Last week, Democratic Congressman Richard Neal was in the Berkshires, taking a victory lap in the Massachusetts 1st district. $41 million of the $1.9 trillion American Rescue Plan COVID relief package is coming to Berkshire County. While Pittsfield will receive the lion’s share of the money, North Adams – the county’s second city of 13,000 – will take home just under $4 million. WAMC spoke with Mayor Tom Bernard about what he wants to do with it.
BERNARD: The preliminary number that I have seen in, between direct municipal aid and then the funding that is allocated at the county level, which automatically will transfer to the municipality, is about $3.7 million for the city of North Adams.
WAMC: Now, at this point, what do you want to do with that money?
Well, you know, we're still trying to make sure we understand all of the guidance that will come from the from the treasury, but, you know, some of the allowable uses are continuing to respond to the COVID-19 public health emergency. The big one is revenue reduction – sorry, replacing revenue reduction due to the pandemic, so for example, things such as our meals and occupancy taxes that, because we didn't really have a summer season last year, have come in below where we, where they have been in the past. And then the other one that's really interesting is, there's a line in the legislation about investments in water, sewer and broadband infrastructure and one thing that we are really exploring is if and how that will allow us to establish a water and sewer enterprise fund for the city of North Adams, which is something that we've talked about and has been recommended for a number of years and this may be the funding source that allows us to kick start that that process.
Now, Mayor Tyer of Pittsfield has talked about convening experts and community members in this conversation about the money. What do you plan to do as far as the plotting out of spending that $3.7 million?
I think one of the first things is it will be part of conversations through the city the city budget process. Again, we're still trying to understand all of the potential uses so that we can come forward with a game plan and then present that for input.
In Pittsfield they're getting their money in two disbursements. Given that it's a much smaller sum, is North Adams receiving it in one chunk, so to speak, or over two payments?
No, the guidance I understand is that it will come in two tranches: one this year and then one a year from now and those should be just about equal allotments. So again, of the $3.7 million we should see $1.8 million, close to $1.9 million this year and then the balance of that coming a year from now. And it can be used through the end of calendar year 2024, so some of this is addressing, you know, short and medium term needs, but also making sure that we're thinking about how to use this over an extended recovery period.
One of the prevailing themes of the pandemic and 2020 were local government talking about how little federal support they were getting. Does this take a step towards addressing that that lack of funding over the last 12 months?
I think this is critically important. You know, between the CARES Act and the American Rescue Plan Act we are seeing federal support and what's critical about the Rescue Plan Act is it's coming directly to the municipality with greater flexibility for us.

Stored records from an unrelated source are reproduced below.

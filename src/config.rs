use std::env;
use std::time::Duration;

use anyhow::{Context, Result};

use crate::toxicity::max_model::DEFAULT_MAX_MODEL_URL;
use crate::toxicity::ml_service::DEFAULT_ML_SERVICE_URL;

/// Per-request timeout for remote calls and liveness probes.
pub const DEFAULT_TIMEOUT_SECS: u64 = 10;

/// Inputs longer than this many characters are rejected.
pub const DEFAULT_MAX_CHARS: usize = 10_000;

/// Which remote backend to probe first.
#[derive(Debug, Clone, Copy, PartialEq, Eq)]
pub enum PreferredBackend {
    /// ML service with /predict and /health routes (default)
    MlService,
    /// MAX toxic-comment classifier
    MaxModel,
    /// Skip remotes entirely and score locally
    RulesOnly,
}

impl PreferredBackend {
    pub fn as_str(&self) -> &'static str {
        match self {
            PreferredBackend::MlService => "ml",
            PreferredBackend::MaxModel => "max",
            PreferredBackend::RulesOnly => "rules",
        }
    }
}

/// Central configuration loaded from environment variables.
///
/// Nothing here is secret; every value has a default so the analyzer works
/// out of the box against locally running model servers. The .env file is
/// loaded at startup via dotenvy.
#[derive(Debug, Clone)]
pub struct Config {
    pub preferred_backend: PreferredBackend,
    /// Base URL of the ML service (CINDER_ML_URL)
    pub ml_service_url: String,
    /// Predict endpoint of the MAX model server (CINDER_MAX_URL)
    pub max_model_url: String,
    /// Client timeout for every remote request (CINDER_TIMEOUT_SECS)
    pub remote_timeout: Duration,
    /// Oversized-input limit in characters (CINDER_MAX_CHARS)
    pub max_chars: usize,
}

impl Default for Config {
    fn default() -> Self {
        Self {
            preferred_backend: PreferredBackend::MlService,
            ml_service_url: DEFAULT_ML_SERVICE_URL.to_string(),
            max_model_url: DEFAULT_MAX_MODEL_URL.to_string(),
            remote_timeout: Duration::from_secs(DEFAULT_TIMEOUT_SECS),
            max_chars: DEFAULT_MAX_CHARS,
        }
    }
}

impl Config {
    /// Load configuration from environment variables.
    pub fn load() -> Result<Self> {
        Self::from_lookup(|key| env::var(key).ok())
    }

    /// Build a config from any key lookup. `load` passes the process
    /// environment; tests pass a map.
    pub fn from_lookup<F>(lookup: F) -> Result<Self>
    where
        F: Fn(&str) -> Option<String>,
    {
        let defaults = Self::default();

        let preferred_backend = match lookup("CINDER_BACKEND").as_deref() {
            None | Some("") | Some("ml") => PreferredBackend::MlService,
            Some("max") => PreferredBackend::MaxModel,
            Some("rules") => PreferredBackend::RulesOnly,
            Some(other) => anyhow::bail!(
                "Unknown CINDER_BACKEND '{other}'. Expected one of: ml, max, rules."
            ),
        };

        let remote_timeout = match lookup("CINDER_TIMEOUT_SECS") {
            Some(raw) => {
                let secs: u64 = raw
                    .trim()
                    .parse()
                    .with_context(|| format!("CINDER_TIMEOUT_SECS is not a number: {raw}"))?;
                if secs == 0 {
                    anyhow::bail!("CINDER_TIMEOUT_SECS must be at least 1");
                }
                Duration::from_secs(secs)
            }
            None => defaults.remote_timeout,
        };

        let max_chars = match lookup("CINDER_MAX_CHARS") {
            Some(raw) => raw
                .trim()
                .parse()
                .with_context(|| format!("CINDER_MAX_CHARS is not a number: {raw}"))?,
            None => defaults.max_chars,
        };

        Ok(Self {
            preferred_backend,
            ml_service_url: lookup("CINDER_ML_URL").unwrap_or(defaults.ml_service_url),
            max_model_url: lookup("CINDER_MAX_URL").unwrap_or(defaults.max_model_url),
            remote_timeout,
            max_chars,
        })
    }

    /// URL of the remote that will be probed, if any.
    pub fn remote_url(&self) -> Option<&str> {
        match self.preferred_backend {
            PreferredBackend::MlService => Some(self.ml_service_url.as_str()),
            PreferredBackend::MaxModel => Some(self.max_model_url.as_str()),
            PreferredBackend::RulesOnly => None,
        }
    }
}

But again, you know, it's also important to recognize that we're seeing more funding in the schools, we're seeing more direct aid to individuals and residents through the stimulus, so there's money coming into the to the community. I know there's discussions of how these funds will help to reduce child poverty in communities, at least for this year, while congress tries to figure out how to make some of those things permanent. So I think what we've seen since the Biden administration took office is much more focus at the administration level, but also with the effective control of congress with the vice president being the tiebreaker on, you know, voting items really has made a difference and so, you know, you're not only seeing benefit from this, but you're seeing why elections matter too.

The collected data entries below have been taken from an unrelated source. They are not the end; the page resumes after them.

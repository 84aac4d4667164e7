// Output formatting: terminal display of verdicts and batch reports.

pub mod terminal;

/// Truncate a string to at most `max_chars` characters, appending "..." if truncated.
///
/// Safe for any UTF-8 input: it counts characters, never slices bytes, so
/// emoji and accented letters in user posts cannot cause a panic.
pub fn truncate_chars(text: &str, max_chars: usize) -> String {
    match text.char_indices().nth(max_chars) {
        Some((cut, _)) => format!("{}...", &text[..cut]),
        None => text.to_string(),
    }
}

Lastly, looking forward, there's conversation about a mammoth infrastructure spending bill. When you think about infrastructure money coming into North Adams, Mayor Bernard, where do you see that money going?
Oh, so many places Josh. You know, it's, again the details are going to are going to matter and the priorities- But certainly, you know, if these are things that can help with investments in our water system, something we've talked about before, helping to support investments in a new public safety building, investments in outdoor recreation, you know, the long discussed, you know, bike path project. You know, we've talked about our flood control system and infrastructure there, and you know, how do we partner with, you know, state and local and federal government to make sure that we have a good plan and that- You know, the word that I've heard is “shovel worthy.” So if you think about era, you know, 12, 13 years ago, it was about “shovel ready” projects, and the word I'm hearing is an interest in “shovel worthy” projects. So it's how do we get things advanced to a point where they are credible for, for this massive investment, which is an investment in communities, it's an investment in jobs, it's certainly an investment in infrastructure and deferred maintenance, all of which really will make a difference.